Девушка слегка вздрогнула от его прикосновения, поскольку ни одному мужчине – даже Эдгару – не было позволено дотрагиваться до нее, если при этом не присутствовала другая женщина.
– Прекрасно! Теперь, когда мы его немножко уменьшили, он сидит именно так, как должен, и, тем не менее, вы можете свободно продеть в него руку.
Щеки Кристины порозовели, и она порадовалась про себя тусклому освещению комнаты. Она не была уверена как относится к Годфри Фитцосберну, – по слухам, в городе у него была определенная репутация, но он, без сомнения, обладал приятной наружностью, пусть даже по возрасту годился ей в отцы. Его собственная жена, Мабель, была всего на несколько лет старше ее, хотя кумушки утверждали, что они с женой ненавидят друг друга почти так же сильно, как и Джон де Вулф и его супруга Матильда.
Кристина медленно, чтобы не обидеть, отняла у него руку.
– Он очень мил, и он мне очень нравится, – негромко произнесла она.
Фитцосберн подался вперед, чтобы потрепать ее по щеке.
– Вы должны также поблагодарить Альфреда и Гарта. Хотя придумал вещицу я, воплотили ее в металл они.
Она неохотно повернулась и кивнула двум мужчинам, которые все время следили за ней, словно коршуны.
Альфред приложил палец к пряди надо лбом.
– Всегда с радостью готов сделать вам приятное, госпожа, – сказал он очередную двусмысленность. – И, я уверен, Гарт чувствует то же самое.
Фитцосберн, уловив подтекст, бросил грозный взгляд на своих помощников, и они поспешно опустили глаза, постукивая и полируя металл, который был их жизнью.
– На улице холодно, госпожа. Не могу ли я предложить вам стакан горячего вина, перед тем как вы уйдете? – Фитцосберн кивнул головой в сторону занавешенной двери.
Девушка снова залилась краской. Она все еще не научилась отклонять нежелательные предложения своевольных и властолюбивых мужчин.

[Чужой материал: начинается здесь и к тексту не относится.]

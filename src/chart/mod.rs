//! Result visualization: maps two-column results to bar and pie charts.

pub mod svg;
pub mod visualizer;

pub use svg::{artifact_file_name, SvgRenderer};
pub use visualizer::{
    display_value, ChartArtifact, ChartData, ChartKind, ChartRenderer, ChartSelection,
    RenderOutcome, ResultVisualizer,
};
//! Service configuration and location management.
//!
//! Values are resolved in three layers: built-in defaults, then an optional
//! YAML/JSON file, then `INSIGHT_*` environment variables. API keys never live
//! in the file; [`InsightConfig::llm_client`] reads them from the environment.

use crate::llm::LlmClient;
use crate::query::StatementPolicy;
use crate::storage::BaselineSource;
use crate::types::{InsightError, Result};
use serde::{Deserialize, Serialize};
use std::fs;
use std::path::{Path, PathBuf};

/// Pipeline configuration.
#[derive(Debug, Clone, PartialEq, Serialize, Deserialize)]
#[serde(default)]
pub struct InsightConfig {
    /// SQLite database file backing the schema store
    pub database_path: PathBuf,

    /// Directory uploaded CSV files are saved to
    pub upload_dir: PathBuf,

    /// Directory chart artifacts are written to
    pub artifact_dir: PathBuf,

    /// Relation reloaded on every ingestion cycle, fed by `<upload_dir>/<name>.csv`
    pub baseline_relation: Option<String>,

    /// Language model name; its prefix selects the provider
    pub model: String,

    /// Which statements the executor runs
    pub statement_policy: StatementPolicy,

    /// Bind address for `serve`
    pub host: String,
    pub port: u16,

    /// Largest accepted upload, in megabytes
    pub upload_limit_mb: usize,
}

impl Default for InsightConfig {
    fn default() -> Self {
        Self {
            database_path: PathBuf::from("dataset.db"),
            upload_dir: PathBuf::from("uploads"),
            artifact_dir: PathBuf::from("static"),
            baseline_relation: None,
            model: "gemini-pro".to_string(),
            statement_policy: StatementPolicy::Unrestricted,
            host: "127.0.0.1".to_string(),
            port: 5000,
            upload_limit_mb: 50,
        }
    }
}

impl InsightConfig {
    /// Load configuration.
    ///
    /// # Arguments
    ///
    /// * `file` - Optional YAML or JSON config file (JSON is valid YAML)
    ///
    /// # Errors
    ///
    /// Returns `InsightError::ConfigError` if the file cannot be parsed or an
    /// environment override holds an invalid value
    pub fn load(file: Option<&Path>) -> Result<Self> {
        let mut config = match file {
            Some(path) => Self::from_file(path)?,
            None => Self::default(),
        };
        config.apply_env(|key| std::env::var(key).ok())?;
        config.expand_paths()?;
        Ok(config)
    }

    /// Parse a config file without applying environment overrides.
    pub fn from_file(path: &Path) -> Result<Self> {
        let content = fs::read_to_string(path).map_err(|e| {
            InsightError::ConfigError(format!("cannot read {}: {}", path.display(), e))
        })?;
        serde_yaml::from_str(&content)
            .map_err(|e| InsightError::ConfigError(format!("Invalid config: {}", e)))
    }

    /// Apply `INSIGHT_*` overrides from `lookup`.
    ///
    /// Taking the lookup as a closure keeps tests off the process environment.
    pub fn apply_env<F>(&mut self, lookup: F) -> Result<()>
    where
        F: Fn(&str) -> Option<String>,
    {
        if let Some(v) = lookup("INSIGHT_DB_PATH") {
            self.database_path = PathBuf::from(v);
        }
        if let Some(v) = lookup("INSIGHT_UPLOAD_DIR") {
            self.upload_dir = PathBuf::from(v);
        }
        if let Some(v) = lookup("INSIGHT_ARTIFACT_DIR") {
            self.artifact_dir = PathBuf::from(v);
        }
        if let Some(v) = lookup("INSIGHT_BASELINE_RELATION") {
            let v = v.trim();
            self.baseline_relation = (!v.is_empty()).then(|| v.to_string());
        }
        if let Some(v) = lookup("INSIGHT_LLM_MODEL") {
            self.model = v;
        }
        if let Some(v) = lookup("INSIGHT_STATEMENT_POLICY") {
            self.statement_policy = v.parse()?;
        }
        if let Some(v) = lookup("INSIGHT_HOST") {
            self.host = v;
        }
        if let Some(v) = lookup("INSIGHT_PORT") {
            self.port = parse_number("INSIGHT_PORT", &v)?;
        }
        if let Some(v) = lookup("INSIGHT_UPLOAD_LIMIT_MB") {
            self.upload_limit_mb = parse_number("INSIGHT_UPLOAD_LIMIT_MB", &v)?;
        }
        Ok(())
    }

    fn expand_paths(&mut self) -> Result<()> {
        self.database_path = expand(&self.database_path)?;
        self.upload_dir = expand(&self.upload_dir)?;
        self.artifact_dir = expand(&self.artifact_dir)?;
        Ok(())
    }

    /// Baseline relation and its source file, if one is configured.
    pub fn baseline(&self) -> Option<BaselineSource> {
        self.baseline_relation
            .as_deref()
            .map(|name| BaselineSource::in_dir(&self.upload_dir, name))
    }

    /// Build the language-model client for the configured model.
    ///
    /// # Errors
    ///
    /// Returns `InsightError::ConfigError` if the provider's API key is not set
    pub fn llm_client(&self) -> Result<LlmClient> {
        LlmClient::from_env(&self.model)
    }

    /// Upload limit in bytes.
    pub fn upload_limit_bytes(&self) -> usize {
        self.upload_limit_mb.saturating_mul(1024 * 1024)
    }

    /// `host:port` bind address.
    pub fn bind_addr(&self) -> String {
        format!("{}:{}", self.host, self.port)
    }
}

fn parse_number<T: std::str::FromStr>(key: &str, value: &str) -> Result<T> {
    value
        .trim()
        .parse()
        .map_err(|_| InsightError::ConfigError(format!("{} must be a number, got '{}'", key, value)))
}

fn expand(path: &Path) -> Result<PathBuf> {
    let raw = path.to_string_lossy();
    let expanded = shellexpand::full(&raw)
        .map_err(|e| InsightError::ConfigError(format!("cannot expand {}: {}", raw, e)))?;
    Ok(PathBuf::from(expanded.as_ref()))
}

#[cfg(test)]
mod tests {
    use super::*;
    use std::collections::HashMap;
    use tempfile::tempdir;

    fn env(pairs: &[(&str, &str)]) -> impl Fn(&str) -> Option<String> {
        let map: HashMap<String, String> = pairs
            .iter()
            .map(|(k, v)| (k.to_string(), v.to_string()))
            .collect();
        move |key| map.get(key).cloned()
    }

    #[test]
    fn test_defaults() {
        let config = InsightConfig::default();
        assert_eq!(config.database_path, PathBuf::from("dataset.db"));
        assert_eq!(config.model, "gemini-pro");
        assert_eq!(config.statement_policy, StatementPolicy::Unrestricted);
        assert_eq!(config.bind_addr(), "127.0.0.1:5000");
        assert!(config.baseline().is_none());
    }

    #[test]
    fn test_file_then_env() {
        let dir = tempdir().unwrap();
        let file = dir.path().join("insight.yaml");
        fs::write(
            &file,
            "model: gpt-4o-mini\nbaseline_relation: heart\nupload_dir: /data/uploads\nport: 8080\n",
        )
        .unwrap();

        let mut config = InsightConfig::from_file(&file).unwrap();
        assert_eq!(config.model, "gpt-4o-mini");
        assert_eq!(config.port, 8080);
        assert_eq!(config.artifact_dir, PathBuf::from("static"));

        config
            .apply_env(env(&[
                ("INSIGHT_PORT", "9000"),
                ("INSIGHT_STATEMENT_POLICY", "read_only"),
            ]))
            .unwrap();
        assert_eq!(config.port, 9000);
        assert_eq!(config.statement_policy, StatementPolicy::ReadOnly);

        let baseline = config.baseline().unwrap();
        assert_eq!(baseline.relation, "heart");
        assert_eq!(baseline.path, PathBuf::from("/data/uploads/heart.csv"));
    }

    #[test]
    fn test_json_file_is_accepted() {
        let dir = tempdir().unwrap();
        let file = dir.path().join("insight.json");
        fs::write(&file, r#"{"statement_policy": "read_only", "upload_limit_mb": 5}"#).unwrap();

        let config = InsightConfig::from_file(&file).unwrap();
        assert_eq!(config.statement_policy, StatementPolicy::ReadOnly);
        assert_eq!(config.upload_limit_bytes(), 5 * 1024 * 1024);
    }

    #[test]
    fn test_invalid_env_values() {
        let mut config = InsightConfig::default();
        let result = config.apply_env(env(&[("INSIGHT_PORT", "lots")]));
        assert!(matches!(result, Err(InsightError::ConfigError(_))));

        let result = config.apply_env(env(&[("INSIGHT_STATEMENT_POLICY", "anything-goes")]));
        assert!(matches!(result, Err(InsightError::ConfigError(_))));
    }

    #[test]
    fn test_blank_baseline_clears_it() {
        let mut config = InsightConfig {
            baseline_relation: Some("heart".to_string()),
            ..Default::default()
        };
        config.apply_env(env(&[("INSIGHT_BASELINE_RELATION", " ")])).unwrap();
        assert!(config.baseline().is_none());
    }

    #[test]
    fn test_malformed_file() {
        let dir = tempdir().unwrap();
        let file = dir.path().join("broken.yaml");
        fs::write(&file, "port: [not, a, number]\n").unwrap();
        assert!(matches!(
            InsightConfig::from_file(&file),
            Err(InsightError::ConfigError(_))
        ));
    }
}
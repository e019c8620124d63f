//! Error types for the question-to-chart pipeline.
//!
//! Uses `thiserror` for ergonomic error definitions with automatic `From` implementations.
//! Every pipeline stage reports its own variant so callers can tell which stage failed.

use thiserror::Error;

/// Error type for all pipeline operations.
#[derive(Error, Debug)]
pub enum InsightError {
    /// Dataset source could not be read or is malformed
    #[error("Ingestion failed: {0}")]
    IngestionError(String),

    /// Relation not present in the schema store
    #[error("Unknown relation: {0}")]
    UnknownRelation(String),

    /// Language model call failed or produced nothing usable
    #[error("Translation failed: {0}")]
    TranslationError(String),

    /// Query rejected or failed during execution
    #[error("Query execution failed: {0}")]
    ExecutionError(String),

    /// Result set too narrow to plot
    #[error("Insufficient data: {0}")]
    InsufficientData(String),

    /// Plotting backend fault
    #[error("Render failed: {0}")]
    RenderError(String),

    /// Configuration error
    #[error("Configuration error: {0}")]
    ConfigError(String),

    /// Storage layer error (SQLite)
    #[error("Storage error: {0}")]
    StorageError(#[from] rusqlite::Error),

    /// JSON serialization/deserialization error
    #[error("JSON error: {0}")]
    JsonError(#[from] serde_json::Error),

    /// I/O error
    #[error("I/O error: {0}")]
    IoError(#[from] std::io::Error),

    /// Internal error (should not happen)
    #[error("Internal error: {0}")]
    InternalError(String),
}

/// Result type alias for pipeline operations.
pub type Result<T> = std::result::Result<T, InsightError>;

impl InsightError {
    /// Create an ingestion error with context.
    pub fn ingestion(msg: impl Into<String>) -> Self {
        Self::IngestionError(msg.into())
    }

    /// Create a translation error with context.
    pub fn translation(msg: impl Into<String>) -> Self {
        Self::TranslationError(msg.into())
    }

    /// Create an execution error with context.
    pub fn execution(msg: impl Into<String>) -> Self {
        Self::ExecutionError(msg.into())
    }

    /// Create a render error with context.
    pub fn render(msg: impl Into<String>) -> Self {
        Self::RenderError(msg.into())
    }

    /// Stable snake_case tag for the error class.
    ///
    /// Used as a structured log field and in per-chart failure entries.
    pub fn kind(&self) -> &'static str {
        match self {
            Self::IngestionError(_) => "ingestion_error",
            Self::UnknownRelation(_) => "unknown_relation",
            Self::TranslationError(_) => "translation_error",
            Self::ExecutionError(_) => "execution_error",
            Self::InsufficientData(_) => "insufficient_data",
            Self::RenderError(_) => "render_error",
            Self::ConfigError(_) => "config_error",
            Self::StorageError(_) => "storage_error",
            Self::JsonError(_) => "json_error",
            Self::IoError(_) => "io_error",
            Self::InternalError(_) => "internal_error",
        }
    }

    /// Short human-readable message for `{ "error": ... }` responses.
    ///
    /// Model and driver failures are summarised; the detailed text only goes to the log.
    ///
    /// # Returns
    ///
    /// Message suitable for end users
    pub fn user_message(&self) -> String {
        match self {
            Self::TranslationError(_) => "Failed to generate a response for the query.".to_string(),
            Self::ExecutionError(_) | Self::StorageError(_) => {
                "Failed to execute query or no results found.".to_string()
            }
            Self::InsufficientData(_) => {
                "Invalid graph type or insufficient data for plotting.".to_string()
            }
            Self::UnknownRelation(name) => format!("Unknown table: {}", name),
            Self::IngestionError(msg) => format!("Failed to load dataset: {}", msg),
            Self::RenderError(msg) => format!("Failed to render chart: {}", msg),
            Self::ConfigError(msg) => format!("Server misconfigured: {}", msg),
            Self::JsonError(_) | Self::IoError(_) | Self::InternalError(_) => {
                "Internal server error.".to_string()
            }
        }
    }
}
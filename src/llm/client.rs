//! Language model service client.
//!
//! The model is a stateless request/response capability: one instruction, one
//! question, freeform text back. No conversation memory between calls.

use crate::otel::{llm_span, record_llm_response};
use crate::types::{InsightError, Result};
use async_trait::async_trait;
use reqwest::Client;
use serde::Deserialize;
use serde_json::json;
use tracing::Instrument;

/// Text generation capability used by the translator.
///
/// Implemented by [`LlmClient`] for hosted APIs; tests plug in scripted models.
#[async_trait]
pub trait LanguageModel: Send + Sync {
    /// Generate a completion from an instruction and a question.
    ///
    /// # Errors
    ///
    /// Returns `InsightError::TranslationError` on network, quota or response-shape failures
    async fn generate(&self, instruction: &str, question: &str) -> Result<String>;

    /// Model identifier for logging.
    fn model_name(&self) -> &str;
}

/// LLM provider type.
#[derive(Debug, Clone, Copy, PartialEq, Eq)]
pub enum LlmProvider {
    OpenAI,
    Anthropic,
    Gemini,
}

impl LlmProvider {
    /// Pick the provider from the model name prefix.
    ///
    /// `claude*` → Anthropic, `gemini*` → Gemini, anything else → OpenAI.
    pub fn for_model(model: &str) -> Self {
        if model.starts_with("claude") || model.starts_with("anthropic") {
            Self::Anthropic
        } else if model.starts_with("gemini") || model.starts_with("google") {
            Self::Gemini
        } else {
            Self::OpenAI
        }
    }

    /// Environment variable holding the API key.
    pub fn api_key_var(&self) -> &'static str {
        match self {
            Self::OpenAI => "OPENAI_API_KEY",
            Self::Anthropic => "ANTHROPIC_API_KEY",
            Self::Gemini => "GOOGLE_API_KEY",
        }
    }

    pub fn as_str(&self) -> &'static str {
        match self {
            Self::OpenAI => "openai",
            Self::Anthropic => "anthropic",
            Self::Gemini => "gemini",
        }
    }
}

/// OpenAI chat completion response.
#[derive(Debug, Deserialize)]
struct OpenAIResponse {
    choices: Vec<OpenAIChoice>,
}

#[derive(Debug, Deserialize)]
struct OpenAIChoice {
    message: OpenAIMessage,
}

#[derive(Debug, Deserialize)]
struct OpenAIMessage {
    content: Option<String>,
}

/// Anthropic messages response.
#[derive(Debug, Deserialize)]
struct AnthropicResponse {
    content: Vec<AnthropicContent>,
}

#[derive(Debug, Deserialize)]
struct AnthropicContent {
    #[serde(default)]
    text: String,
}

/// Gemini generateContent response.
#[derive(Debug, Deserialize)]
struct GeminiResponse {
    #[serde(default)]
    candidates: Vec<GeminiCandidate>,
}

#[derive(Debug, Deserialize)]
struct GeminiCandidate {
    content: Option<GeminiContent>,
}

#[derive(Debug, Deserialize)]
struct GeminiContent {
    #[serde(default)]
    parts: Vec<GeminiPart>,
}

#[derive(Debug, Deserialize)]
struct GeminiPart {
    #[serde(default)]
    text: String,
}

/// HTTP client for hosted language models.
pub struct LlmClient {
    api_key: String,
    model: String,
    provider: LlmProvider,
    base_url: Option<String>,
    client: Client,
}

impl LlmClient {
    /// Create new client.
    ///
    /// # Arguments
    ///
    /// * `api_key` - Provider API key
    /// * `model` - Model name (e.g., "gemini-pro", "gpt-4o-mini", "claude-3-5-haiku-latest")
    ///
    /// # Returns
    ///
    /// New `LlmClient` talking to the provider implied by the model name
    pub fn new(api_key: String, model: String) -> Self {
        let provider = LlmProvider::for_model(&model);
        Self {
            api_key,
            model,
            provider,
            base_url: None,
            client: Client::new(),
        }
    }

    /// Create from environment variables.
    ///
    /// Reads the key from the provider's variable (`OPENAI_API_KEY`,
    /// `ANTHROPIC_API_KEY` or `GOOGLE_API_KEY`).
    ///
    /// # Errors
    ///
    /// Returns `InsightError::ConfigError` if the API key is not set
    pub fn from_env(model: &str) -> Result<Self> {
        let var = LlmProvider::for_model(model).api_key_var();
        let api_key = std::env::var(var)
            .map_err(|_| InsightError::ConfigError(format!("{} environment variable not set", var)))?;
        Ok(Self::new(api_key, model.to_string()))
    }

    /// Override the API base URL (proxies, compatible gateways).
    pub fn with_base_url(mut self, base_url: impl Into<String>) -> Self {
        self.base_url = Some(base_url.into().trim_end_matches('/').to_string());
        self
    }

    pub fn provider(&self) -> LlmProvider {
        self.provider
    }

    fn base_url(&self, default: &str) -> String {
        self.base_url.clone().unwrap_or_else(|| default.to_string())
    }

    /// Call OpenAI chat completions API.
    async fn call_openai(&self, instruction: &str, question: &str) -> Result<String> {
        let url = format!("{}/v1/chat/completions", self.base_url("https://api.openai.com"));
        let body = self
            .send(
                self.client
                    .post(url)
                    .header("Authorization", format!("Bearer {}", self.api_key))
                    .json(&json!({
                        "model": self.model,
                        "messages": [
                            {"role": "system", "content": instruction},
                            {"role": "user", "content": question}
                        ],
                        "temperature": 0.0
                    })),
            )
            .await?;

        let parsed: OpenAIResponse = serde_json::from_str(&body).map_err(|e| {
            InsightError::translation(format!("Failed to parse OpenAI response: {}", e))
        })?;

        parsed
            .choices
            .into_iter()
            .next()
            .and_then(|c| c.message.content)
            .ok_or_else(|| InsightError::translation("No response from OpenAI"))
    }

    /// Call Anthropic messages API.
    async fn call_anthropic(&self, instruction: &str, question: &str) -> Result<String> {
        let url = format!("{}/v1/messages", self.base_url("https://api.anthropic.com"));
        let body = self
            .send(
                self.client
                    .post(url)
                    .header("x-api-key", &self.api_key)
                    .header("anthropic-version", "2023-06-01")
                    .json(&json!({
                        "model": self.model,
                        "max_tokens": 1024,
                        "system": instruction,
                        "messages": [
                            {"role": "user", "content": question}
                        ],
                        "temperature": 0.0
                    })),
            )
            .await?;

        let parsed: AnthropicResponse = serde_json::from_str(&body).map_err(|e| {
            InsightError::translation(format!("Failed to parse Anthropic response: {}", e))
        })?;

        let text: String = parsed.content.into_iter().map(|c| c.text).collect();
        if text.is_empty() {
            return Err(InsightError::translation("No response from Anthropic"));
        }
        Ok(text)
    }

    /// Call Gemini generateContent API.
    ///
    /// Instruction and question travel as two parts of one user turn.
    async fn call_gemini(&self, instruction: &str, question: &str) -> Result<String> {
        let model = self.model.strip_prefix("google:").unwrap_or(&self.model);
        let url = format!(
            "{}/v1beta/models/{}:generateContent",
            self.base_url("https://generativelanguage.googleapis.com"),
            model
        );
        let body = self
            .send(
                self.client
                    .post(url)
                    .query(&[("key", self.api_key.as_str())])
                    .json(&json!({
                        "contents": [{
                            "role": "user",
                            "parts": [{"text": instruction}, {"text": question}]
                        }],
                        "generationConfig": {"temperature": 0.0}
                    })),
            )
            .await?;

        let parsed: GeminiResponse = serde_json::from_str(&body).map_err(|e| {
            InsightError::translation(format!("Failed to parse Gemini response: {}", e))
        })?;

        let text: String = parsed
            .candidates
            .into_iter()
            .next()
            .and_then(|c| c.content)
            .map(|c| c.parts.into_iter().map(|p| p.text).collect())
            .unwrap_or_default();

        if text.is_empty() {
            return Err(InsightError::translation("No response from Gemini"));
        }
        Ok(text)
    }

    /// Send a request and return the body of a successful response.
    async fn send(&self, request: reqwest::RequestBuilder) -> Result<String> {
        let provider = self.provider.as_str();
        let response = request
            .send()
            .await
            .map_err(|e| InsightError::translation(format!("{} API error: {}", provider, e)))?;

        let status = response.status();
        let body = response
            .text()
            .await
            .map_err(|e| InsightError::translation(format!("Failed to read response: {}", e)))?;

        if !status.is_success() {
            return Err(InsightError::translation(format!(
                "{} API error {}: {}",
                provider, status, body
            )));
        }

        Ok(body)
    }
}

#[async_trait]
impl LanguageModel for LlmClient {
    async fn generate(&self, instruction: &str, question: &str) -> Result<String> {
        let span = llm_span(self.provider.as_str(), &self.model);
        async {
            let text = match self.provider {
                LlmProvider::OpenAI => self.call_openai(instruction, question).await,
                LlmProvider::Anthropic => self.call_anthropic(instruction, question).await,
                LlmProvider::Gemini => self.call_gemini(instruction, question).await,
            }?;

            record_llm_response(text.len());
            tracing::debug!(raw = %text, "model response");
            Ok::<_, InsightError>(text)
        }
        .instrument(span)
        .await
    }

    fn model_name(&self) -> &str {
        &self.model
    }
}

#[cfg(test)]
mod tests {
    use super::*;

    #[test]
    fn test_provider_for_model() {
        assert_eq!(LlmProvider::for_model("gemini-pro"), LlmProvider::Gemini);
        assert_eq!(LlmProvider::for_model("claude-3-5-haiku-latest"), LlmProvider::Anthropic);
        assert_eq!(LlmProvider::for_model("gpt-4o-mini"), LlmProvider::OpenAI);
    }

    #[test]
    fn test_api_key_var() {
        assert_eq!(LlmProvider::Gemini.api_key_var(), "GOOGLE_API_KEY");
        assert_eq!(LlmProvider::OpenAI.api_key_var(), "OPENAI_API_KEY");
    }

    #[test]
    fn test_parse_gemini_response() {
        let body = r#"{"candidates":[{"content":{"parts":[{"text":"SELECT 1"}],"role":"model"}}]}"#;
        let parsed: GeminiResponse = serde_json::from_str(body).unwrap();
        let content = parsed.candidates[0].content.as_ref().unwrap();
        assert_eq!(content.parts[0].text, "SELECT 1");
    }

    #[tokio::test]
    async fn test_unreachable_endpoint_is_translation_error() {
        let client = LlmClient::new("key".to_string(), "gpt-4o-mini".to_string())
            .with_base_url("http://127.0.0.1:9");
        assert_eq!(client.provider(), LlmProvider::OpenAI);
        let result = client.generate("instruction", "question").await;
        assert!(matches!(result, Err(InsightError::TranslationError(_))));
    }
}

– Благодарю вас, сэр, но мне пора идти.
– Какая ерунда, госпожа Риффорд! Вечер выдался на редкость холодным, и вам нужно что-нибудь, чтобы согреться. Я не приму отказа в качестве ответа. – Фитцосберн обошел стол и снова взял ее за руку. Почти таща ее за собой, он повлек Кристину к внутренней двери.
– Мне и в самом деде пора идти! У меня назначена встреча – в соборе. – Она назвала первое место, которое пришло ей в голову.
– Я заверну этот браслет в шелковую ткань и положу его в маленькую шкатулку для вас, пока вы будете пробовать вино. Пойдемте. – На этот раз рука Фитцосберна обвилась вокруг ее стройной талии, и он буквально перенес девушку через порог в соседнюю комнату. С неохотой проходя внутрь, она успела заметить, как похотливо ухмыльнулся беззубый Альфред и облизнулся Гарт, следившие за каждым шагом своего хозяина, – на их лицах отпечаталась ревность.
Внутренняя комната представляла собой еще одну мастерскую, сейчас погруженную, в темноту, если не считать света, исходящего от полупотухшего металлического горна. Деревянная лестница у задней стены вела на второй этаж, в жилые помещения серебряных дел мастера.